Mom had put out all her finery, including a heavy silver coffeepot with a long spout. The first time I took a turn trying to pour from it, there wasn’t much coffee in it. I tipped and tipped and finally some coffee dribbled out — right into a woman’s lap.
Well, one mistake, no problem. Next time around, the coffeepot was full. I tipped just a bit, and a long stream of coffee poured out, overshooting the target cup, and hitting a woman’s lap once again.
I was dismissed from service.
I TOLD THIS story for years. Thing is, it was not true, not in any part, not in any detail. (My mother had no such coffeepot, a long-spouted pot does not behave in such a way, etc.)
For much of my life, I had an entire repertory of stories about myself, all of them false. Certain cues would prompt me to pull out one of my stories and tell it again. It used to be a burden to keep them all straight and to remember when and where I had said what.
The coffee klatch tale, trivial as it is, is the only one of these stories I can now remember. I lost them shortly after the summer of 1983, when I got sober, and when I accepted, in a number of ways, that the jig was up.
I thought I would always remember my repertoire. I willingly gave up telling those stories, but I expected (I guess) that I would always recall them in some rue and embarrassment.
But no. They went away, vanished, blanked out. I vaguely recall that some had to do with artistic exploits or sexual adventures, but, beyond that, I couldn’t tell you what they were.
MY WHOPPERS came to mind in the past weeks, of course, because of Hillary Clinton’s corkscrewing into Tuzla under sniper fire.
Someone in the commentariat, while raking Hillary over the coals, recalled Bill Richardson’s reminiscence about being drafted by a major league baseball team in his youth — also a falsehood. Yet another pundit brought up Bill Clinton’s “remembering” fires in black churches in his boyhood.
Come right down to it, Barack Obama seems to have invented an entire adolescence, adopting second-hand the angst and anger of people like Malcolm X and Franz Fanon. Edward Said made up his oppressed childhood. Rigoberta Minchu likewise.

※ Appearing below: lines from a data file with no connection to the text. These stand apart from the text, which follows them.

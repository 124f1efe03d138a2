use serde::{Deserialize, Serialize};
use std::collections::HashMap;
use std::fmt;
use tokio::time::Instant;

/// identifier of a proximity sensor in the catalog (e.g. "1" or "finish")
#[derive(Clone, Debug, PartialEq, Eq, Hash, Serialize, Deserialize)]
#[serde(transparent)]
pub struct SensorId(pub String);

impl fmt::Display for SensorId {
    fn fmt(&self, f: &mut fmt::Formatter<'_>) -> fmt::Result {
        f.write_str(&self.0)
    }
}

impl From<&str> for SensorId {
    fn from(s: &str) -> Self {
        Self(s.to_string())
    }
}

/// identifier of a truck; also the code the reader service returns for it
#[derive(Clone, Debug, PartialEq, Eq, Hash, Serialize, Deserialize)]
#[serde(transparent)]
pub struct VehicleId(pub String);

impl fmt::Display for VehicleId {
    fn fmt(&self, f: &mut fmt::Formatter<'_>) -> fmt::Result {
        f.write_str(&self.0)
    }
}

impl From<&str> for VehicleId {
    fn from(s: &str) -> Self {
        Self(s.to_string())
    }
}

/// one distance sample taken from a sensor
#[derive(Clone, Debug)]
pub struct SensorReading {
    pub sensor: SensorId,
    /// distance in sensor units (cm for the grove ultrasonic ranger)
    pub distance: f32,
    /// when the sample was taken; used to discard samples taken mid-processing
    pub taken_at: Instant,
}

impl SensorReading {
    #[cfg(test)]
    pub fn new(sensor: SensorId, distance: f32) -> Self {
        Self { sensor, distance, taken_at: Instant::now() }
    }
}

/// static description of one sensor
#[derive(Clone, Debug, Deserialize, Serialize)]
pub struct SensorConfig {
    pub id: SensorId,
    /// grovepi digital port
    pub port: u8,
    #[serde(default)]
    pub finish_line: bool,
}

/// the addressable set of sensors, fixed at startup
#[derive(Clone, Debug, Default)]
pub struct SensorCatalog {
    sensors: HashMap<SensorId, SensorConfig>,
}

impl SensorCatalog {
    pub fn new(sensors: impl IntoIterator<Item = SensorConfig>) -> Self {
        Self {
            sensors: sensors.into_iter().map(|s| (s.id.clone(), s)).collect(),
        }
    }

    pub fn get(&self, id: &SensorId) -> Option<&SensorConfig> {
        self.sensors.get(id)
    }
}

/// a geographic waypoint
#[derive(Clone, Copy, Debug, PartialEq, Serialize, Deserialize)]
pub struct Coordinate {
    #[serde(alias = "lat")]
    pub latitude: f64,
    #[serde(alias = "lon", alias = "lng")]
    pub longitude: f64,
}

impl Coordinate {
    /// the logical "returned to origin" position
    pub const ORIGIN: Coordinate = Coordinate::new(0.0, 0.0);

    pub const fn new(latitude: f64, longitude: f64) -> Self {
        Self { latitude, longitude }
    }

    /// telemetry fields for this position
    pub fn to_fields(self) -> Fields {
        let mut fields = Fields::new();
        fields.insert("latitude".into(), self.latitude.into());
        fields.insert("longitude".into(), self.longitude.into());
        fields
    }
}

/// a rising edge seen on one sensor
#[derive(Clone, Debug, PartialEq, Eq)]
pub struct EdgeEvent {
    pub sensor: SensorId,
}

/// generic telemetry / alert payload
/// examples:
/// - {"latitude": 37.79, "longitude": -122.39}
/// - {"truckId": "T1", "code": "T1"}
pub type Fields = serde_json::Map<String, serde_json::Value>;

WE HUMAN BEINGS have an appetite for fable. Children tell tall tales. Nigerian princes peddle stories of long-lost fortunes and scam money from the unsuspecting on the Internet. I couldn’t begin to fathom why.
But at some point, most of us grow out of the need to tell stories. Some people apparently never do.
What am I trying to say here? Mrs. Clinton, I understand. I know how it feels. But isn’t it a whole lot better to drop your stories on your own, before somebody else exposes you and makes you look so foolish?